Countrywide Financial Corp., the nation’s largest mortgage lender, announced it will begin calling borrowers to offer refinancing or modifications on $16 billion in loans with interest rates set to adjust by the end of 2008.
Other financial institutions also may help financially strapped borrowers hang on to their homes, The Associated Press reported Sunday.
Moody’s Investors Service surveyed 16 mortgage servicers who account for 80 percent of the market for subprime loans. According to The Associated Press, Moody’s found that most of those companies had modified about 1 percent of loans with interest rates that reset in the first half of this year.
The Mortgage Bankers Association said its members also are helping borrowers with temporary reductions of monthly payments or by spreading delinquent amounts over future payments.
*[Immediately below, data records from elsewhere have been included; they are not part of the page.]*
//! Weighted category scoring: the general-purpose fallback when no override
//! or direct term match resolves a product.
//!
//! Longer, more specific keywords are worth more than short generic ones
//! (score contributions scale with keyword length), and a keyword found in
//! the product title is worth three times one found only in the description.

use crate::models::Category;
use crate::terms::TermTable;

/// Title matches contribute keyword length times this factor.
pub const TITLE_WEIGHT: u32 = 3;

/// Category-name tokens at or below this length are ignored ("of", "a").
const MIN_KEYWORD_LEN: usize = 2;

/// Per-category scoring outcome.
#[derive(Debug, Clone)]
pub struct CategoryScore {
    pub category_name: String,
    pub score: u32,
    /// Highest-scoring subcategory name, empty when none scored above zero.
    pub best_subcategory: String,
    pub subcategory_score: u32,
}

/// Score every category (and its subcategories) in the taxonomy against a
/// product.
///
/// `normalized_name` is the tokenized product title, `search_text` the
/// tokenized title + description, `tokens` the individual title tokens.
///
/// Results are sorted descending by score. The sort is stable, so equal
/// scores keep taxonomy input order — the first-listed category wins ties.
/// Categories without a name are skipped.
pub fn score_categories(
    normalized_name: &str,
    search_text: &str,
    tokens: &[String],
    taxonomy: &[Category],
    terms: &TermTable,
) -> Vec<CategoryScore> {
    let mut scores: Vec<CategoryScore> = taxonomy
        .iter()
        .filter(|c| !c.name.is_empty())
        .map(|category| score_category(normalized_name, search_text, tokens, category, terms))
        .collect();

    scores.sort_by(|a, b| b.score.cmp(&a.score));
    scores
}

fn score_category(
    normalized_name: &str,
    search_text: &str,
    tokens: &[String],
    category: &Category,
    terms: &TermTable,
) -> CategoryScore {
    let mut score = keyword_overlap(&category.name, normalized_name, search_text);
    score += term_boost(tokens, terms, |e| {
        e.category.eq_ignore_ascii_case(&category.name)
    });

    let mut best_subcategory = String::new();
    let mut subcategory_score = 0u32;
    for sub in &category.subcategories {
        if sub.name.is_empty() {
            continue;
        }
        let mut sub_score = keyword_overlap(&sub.name, normalized_name, search_text);
        sub_score += term_boost(tokens, terms, |e| {
            e.subcategory
                .as_deref()
                .is_some_and(|s| s.eq_ignore_ascii_case(&sub.name))
        });
        // Strictly greater: equal-scoring subcategories keep input order.
        if sub_score > subcategory_score {
            subcategory_score = sub_score;
            best_subcategory = sub.name.clone();
        }
    }

    CategoryScore {
        category_name: category.name.clone(),
        score,
        best_subcategory,
        subcategory_score,
    }
}

/// Length-weighted keyword overlap between a category/subcategory name and
/// the product text. Title hits score 3× description-only hits.
///
/// The name goes through the same tokenization as product text so that
/// punctuated names ("Men's Fashion", "TV & AV") split into comparable
/// keywords.
fn keyword_overlap(name: &str, normalized_name: &str, search_text: &str) -> u32 {
    let mut score = 0u32;
    for keyword in taxomatch_parse::tokenize_for_matching(name).split_whitespace() {
        if keyword.len() <= MIN_KEYWORD_LEN {
            continue;
        }
        if normalized_name.contains(keyword) {
            score += keyword.len() as u32 * TITLE_WEIGHT;
        } else if search_text.contains(keyword) {
            score += keyword.len() as u32;
        }
    }
    score
}

/// Half-weight boost from term entries whose target matches `target_matches`
/// and whose key overlaps a product token (substring either direction).
/// Lets informal brand terms reinforce formal category names without exact
/// equality.
fn term_boost<F>(tokens: &[String], terms: &TermTable, target_matches: F) -> u32
where
    F: Fn(&crate::terms::TermEntry) -> bool,
{
    let mut boost = 0u32;
    for token in tokens {
        for entry in terms.entries() {
            if !target_matches(entry) {
                continue;
            }
            if entry.key.contains(token.as_str()) || token.contains(&entry.key) {
                boost += entry.weight / 2;
            }
        }
    }
    boost
}

#[cfg(test)]
mod tests {
    use super::*;
    use crate::models::Subcategory;
    use crate::terms::TermEntry;

    fn category(name: &str, subs: &[&str]) -> Category {
        Category {
            id: String::new(),
            name: name.into(),
            subcategories: subs
                .iter()
                .map(|s| Subcategory {
                    id: String::new(),
                    name: (*s).into(),
                })
                .collect(),
        }
    }

    fn empty_terms() -> TermTable {
        TermTable::from_entries(vec![])
    }

    #[test]
    fn test_title_hit_scores_triple() {
        let taxonomy = vec![category("Scarves", &[])];
        // "scarves" (7 chars) in title → 21; in description only → 7.
        let in_title = score_categories("red scarves", "red scarves", &[], &taxonomy, &empty_terms());
        let in_desc = score_categories("red thing", "red thing soft scarves", &[], &taxonomy, &empty_terms());
        assert_eq!(in_title[0].score, 21);
        assert_eq!(in_desc[0].score, 7);
        assert_eq!(in_title[0].score, in_desc[0].score * TITLE_WEIGHT);
    }

    #[test]
    fn test_title_match_outranks_description_match() {
        let taxonomy = vec![
            category("Bottles", &[]),
            category("Candles", &[]),
        ];
        // Equal-length keywords; "candles" only in description.
        let scores = score_categories(
            "steel bottles",
            "steel bottles ships with candles",
            &[],
            &taxonomy,
            &empty_terms(),
        );
        assert_eq!(scores[0].category_name, "Bottles");
        assert!(scores[0].score >= scores[1].score * 3);
    }

    #[test]
    fn test_short_keywords_ignored() {
        let taxonomy = vec![category("TV & AV", &[])];
        // "tv", "av" and "&"-derived tokens are all length ≤ 2 → score 0.
        let scores = score_categories("tv stand", "tv stand", &[], &taxonomy, &empty_terms());
        assert_eq!(scores[0].score, 0);
    }

    #[test]
    fn test_unnamed_category_skipped() {
        let taxonomy = vec![Category::default(), category("Shoes", &[])];
        let scores = score_categories("running shoes", "running shoes", &[], &taxonomy, &empty_terms());
        assert_eq!(scores.len(), 1);
        assert_eq!(scores[0].category_name, "Shoes");
    }

    #[test]
    fn test_tie_keeps_taxonomy_order() {
        // Neither keyword appears anywhere: both score 0 and the
        // first-listed category stays first.
        let taxonomy = vec![category("Alpha", &[]), category("Bravo", &[])];
        let scores = score_categories("unrelated", "unrelated", &[], &taxonomy, &empty_terms());
        assert_eq!(scores[0].category_name, "Alpha");
        assert_eq!(scores[1].category_name, "Bravo");
    }

    #[test]
    fn test_term_boost_reinforces_category() {
        let terms = TermTable::from_entries(vec![TermEntry {
            key: "chino".into(),
            category: "Men's Fashion".into(),
            subcategory: Some("Pants".into()),
            weight: 80,
        }]);
        let taxonomy = vec![category("Men's Fashion", &["Pants", "Shirts"])];
        let tokens = vec!["slim".to_string(), "chino".to_string()];
        let scores = score_categories("slim chino", "slim chino", &tokens, &taxonomy, &terms);
        // "fashion" keyword absent from text; only the boost contributes.
        assert_eq!(scores[0].score, 40);
        assert_eq!(scores[0].best_subcategory, "Pants");
        assert_eq!(scores[0].subcategory_score, 40);
    }

    #[test]
    fn test_substring_boost_both_directions() {
        let terms = TermTable::from_entries(vec![TermEntry {
            key: "apple watch".into(),
            category: "Wearable Tech".into(),
            subcategory: None,
            weight: 90,
        }]);
        let taxonomy = vec![category("Wearable Tech", &[])];
        // Token "apple" is a substring of the key "apple watch".
        let tokens = vec!["apple".to_string()];
        let scores = score_categories("apple", "apple", &tokens, &taxonomy, &terms);
        assert_eq!(scores[0].score, 45);
    }

    #[test]
    fn test_best_subcategory_retained() {
        let taxonomy = vec![category("Footwear", &["Heels", "Sneakers"])];
        let scores = score_categories(
            "white sneakers",
            "white sneakers",
            &[],
            &taxonomy,
            &empty_terms(),
        );
        assert_eq!(scores[0].best_subcategory, "Sneakers");
    }
}
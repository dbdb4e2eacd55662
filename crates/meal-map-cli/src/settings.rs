use std::time::Duration;

use clap::Parser;
use meal_map_lib::places::http::DEFAULT_BASE_URL;
use meal_map_lib::{Coordinate, SearchConfig, SessionConfig};

#[derive(Parser, Debug, Clone)]
#[clap(author, version, about, long_about = None)]
/// Meal Map - search a restaurant, pick it and see where the map lands
pub struct Settings {
    /// Text to type into the search box, one keystroke per character
    #[clap(short, long)]
    pub query: String,

    /// Index of the suggestion to pick
    #[clap(short, long, default_value = "0")]
    pub pick: usize,

    /// Simulated device latitude (omit to simulate a denied permission)
    #[clap(long, requires = "lon", allow_hyphen_values = true)]
    pub lat: Option<f64>,

    /// Simulated device longitude
    #[clap(long, requires = "lat", allow_hyphen_values = true)]
    pub lon: Option<f64>,

    /// Place search API key
    #[clap(long, env = "PLACES_API_KEY", hide_env_values = true)]
    pub api_key: String,

    /// Place search API base URL
    #[clap(long, default_value = DEFAULT_BASE_URL)]
    pub base_url: String,

    /// Language hint for suggestions and details
    #[clap(long, default_value = "ko")]
    pub language: String,

    /// Quiet period after the last keystroke before searching
    #[clap(long, default_value = "300")]
    pub debounce_ms: u64,

    /// Shortest query (in characters) that is searched
    #[clap(long, default_value = "2")]
    pub min_query_chars: usize,

    /// Delay between simulated keystrokes
    #[clap(long, default_value = "80")]
    pub keystroke_ms: u64,

    /// Bound on the device location fetch
    #[clap(long, default_value = "6")]
    pub location_timeout_secs: u64,

    /// Span in degrees shown around the picked place
    #[clap(long, default_value = "0.008")]
    pub focus_span: f64,

    /// How long to wait for suggestions and for the picked place
    #[clap(long, default_value = "15")]
    pub wait_secs: u64,

    /// Pretty-print the JSON report
    #[clap(long, default_value = "false")]
    pub pretty: bool,
}

impl Settings {
    /// Parse the command line, exiting with usage on error
    pub fn from_cli() -> Self {
        match Settings::try_parse() {
            Ok(args) => args,
            Err(e) => e.exit(),
        }
    }

    /// Engine configuration derived from the flags
    pub fn session_config(&self) -> SessionConfig {
        SessionConfig {
            search: SearchConfig {
                debounce: Duration::from_millis(self.debounce_ms),
                min_query_chars: self.min_query_chars,
                language: self.language.clone(),
            },
            location_timeout: Duration::from_secs(self.location_timeout_secs),
            focus_span: self.focus_span,
            ..SessionConfig::default()
        }
    }

    /// The simulated device position, if one was given
    pub fn device_position(&self) -> meal_map_lib::Result<Option<Coordinate>> {
        match (self.lat, self.lon) {
            (Some(lat), Some(lon)) => Coordinate::new(lat, lon).map(Some),
            _ => Ok(None),
        }
    }

    pub fn keystroke_delay(&self) -> Duration {
        Duration::from_millis(self.keystroke_ms)
    }

    pub fn wait(&self) -> Duration {
        Duration::from_secs(self.wait_secs)
    }
}
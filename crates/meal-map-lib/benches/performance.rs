//! Performance benchmarks for meal-map-lib
//!
//! Run with: cargo bench --package meal-map-lib

use std::hint::black_box;
use std::time::Duration;

use criterion::{BenchmarkId, Criterion, Throughput, criterion_group, criterion_main};
use meal_map_lib::{Coordinate, PlaceRecord, PlaceRegistry, Region, ViewportController};
use tokio::time::Instant;

/// Places scattered around the campus, `duplicates` of every id
fn generate_places(count: usize, duplicates: usize) -> Vec<PlaceRecord> {
    let mut places = Vec::with_capacity(count * duplicates);
    for i in 0..count {
        let t = i as f64 / count.max(1) as f64;
        let location = Coordinate::new(37.55 + t * 0.02, 126.99 + (t * 30.0).sin() * 0.01)
            .expect("generated coordinate in range");
        for _ in 0..duplicates {
            places.push(PlaceRecord {
                id: format!("place-{i}"),
                name: format!("식당 {i}"),
                address: "서울 중구".to_string(),
                rating: Some(4.0),
                location,
            });
        }
    }
    places
}

fn bench_registry_add(c: &mut Criterion) {
    let mut group = c.benchmark_group("registry_add");

    for &count in &[100usize, 1_000, 10_000] {
        let places = generate_places(count, 2);
        group.throughput(Throughput::Elements(places.len() as u64));
        group.bench_with_input(BenchmarkId::from_parameter(count), &places, |b, places| {
            b.iter(|| {
                let mut registry = PlaceRegistry::new();
                for place in places.iter().cloned() {
                    black_box(registry.add(place));
                }
                registry
            });
        });
    }

    group.finish();
}

fn bench_visible_markers(c: &mut Criterion) {
    let mut group = c.benchmark_group("visible_markers");

    let mut registry = PlaceRegistry::new();
    for place in generate_places(10_000, 1) {
        registry.add(place);
    }
    let region = Region::around(Coordinate::new(37.56, 126.99).expect("valid"), 0.008)
        .expect("valid region");

    group.bench_function("within_10k", |b| {
        b.iter(|| black_box(registry.within(black_box(region)).count()));
    });

    group.finish();
}

fn bench_viewport_sampling(c: &mut Criterion) {
    let a = Region::around(Coordinate::new(37.5583, 127.001).expect("valid"), 0.005)
        .expect("valid region");
    let b = Region::around(Coordinate::new(37.5607, 126.9946).expect("valid"), 0.008)
        .expect("valid region");
    let start = Instant::now();
    let mut viewport = ViewportController::new(a);
    viewport.animate_to(b, Duration::from_millis(500));

    c.bench_function("viewport_region_at", |bench| {
        let mut step = 0u64;
        bench.iter(|| {
            step = (step + 1) % 500;
            black_box(viewport.region_at(start + Duration::from_millis(step)))
        });
    });
}

criterion_group!(
    benches,
    bench_registry_add,
    bench_visible_markers,
    bench_viewport_sampling
);
criterion_main!(benches);
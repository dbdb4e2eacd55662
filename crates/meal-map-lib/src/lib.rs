//! Meal Map Library - Place Search and Map Synchronization
//!
//! This library powers the "pick a restaurant" flow of the Bapmate app: it finds
//! where the device is, turns keystrokes into place suggestions, resolves a chosen
//! suggestion into a full place record, and keeps the map viewport and marker set in
//! step with all of it while lookups race each other over the network.
//!
//! # Architecture
//!
//! - **[`LocationProvider`]**: initial viewport from the device fix or a campus fallback
//! - **[`SuggestionSearch`]**: debounced autocomplete with stale-response suppression
//! - **[`PlaceResolver`]**: suggestion to [`PlaceRecord`] via a detail lookup
//! - **[`PlaceRegistry`]**: ordered, id-deduplicated set of picked places (the markers)
//! - **[`ViewportController`]**: the single current [`Region`], last animation wins
//! - **[`PlaceSession`]**: owns all of the above on one event loop and emits [`Update`]s
//!
//! External capabilities are traits: [`Geolocation`] for the device sensor and
//! [`PlaceSearch`] for the place provider (an HTTP implementation lives in
//! [`places::http`] behind the `http` feature).

mod geometry;
mod location;
pub mod places;
mod registry;
mod resolver;
pub mod runtime;
mod search;
mod session;
mod viewport;

#[cfg(test)]
pub(crate) mod test_support;

// Public API exports
pub use geometry::{Coordinate, Region};
pub use location::{Accuracy, Geolocation, InitialRegion, LocationProvider, Permission, RegionSource};
pub use places::{PlaceDetails, PlaceRecord, PlaceSearch, SuggestionItem};
pub use registry::PlaceRegistry;
pub use resolver::PlaceResolver;
pub use search::{SearchConfig, SuggestionSearch, SuggestionsUpdated};
pub use session::{CAMPUS_REGION, DEFAULT_FOCUS_SPAN, Notice, PlaceSession, SessionConfig, Update};
pub use viewport::{Animation, ViewportChange, ViewportController};

use std::time::Duration;

/// Error types for the engine
///
/// Every variant is recoverable: the owning component degrades (fallback region,
/// unchanged suggestion list) or turns it into a user [`Notice`].
#[derive(Debug, Clone, PartialEq, thiserror::Error)]
pub enum Error {
    #[error("Location permission denied")]
    PermissionDenied,

    #[error("No location fix within {0:?}")]
    LocationTimeout(Duration),

    #[error("Location unavailable: {0}")]
    LocationUnavailable(String),

    #[error("Place search request failed: {0}")]
    SearchRequestFailed(String),

    #[error("Could not resolve place {place_id}: {reason}")]
    ResolutionFailed { place_id: String, reason: String },

    #[error("Invalid coordinate: lat={latitude}, lon={longitude}")]
    InvalidCoordinate { latitude: f64, longitude: f64 },

    #[error("Invalid region span: {latitude_span} x {longitude_span}")]
    InvalidRegion {
        latitude_span: f64,
        longitude_span: f64,
    },
}

pub type Result<T> = std::result::Result<T, Error>;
Countrywide Financial said more than 500,000 of its loans were behind in payments in September and about 82,000 were in foreclosure proceedings. Countrywide said it has completed about 20,000 loan modifications, intends to refinance about $10 billion in loans and will modify an additional $4 billion, and will help at least 40,000 borrowers. Countrywide Financial holds about 8.9 million loans valued at $1.45 trillion.
Wells Fargo & Co., with a mortgage-servicing portfolio of $1.41 trillion at the end of June, told The Associated Press less than 4.5 percent of its loans were delinquent at the end of June and 0.56 percent had entered foreclosure.
Bank of America Corp., the nation’s second-largest bank, said it modified 3,200 home loans representing $240 million during the eight months ended Aug. 30 and had 192 homes in foreclosure as of Sept. 30.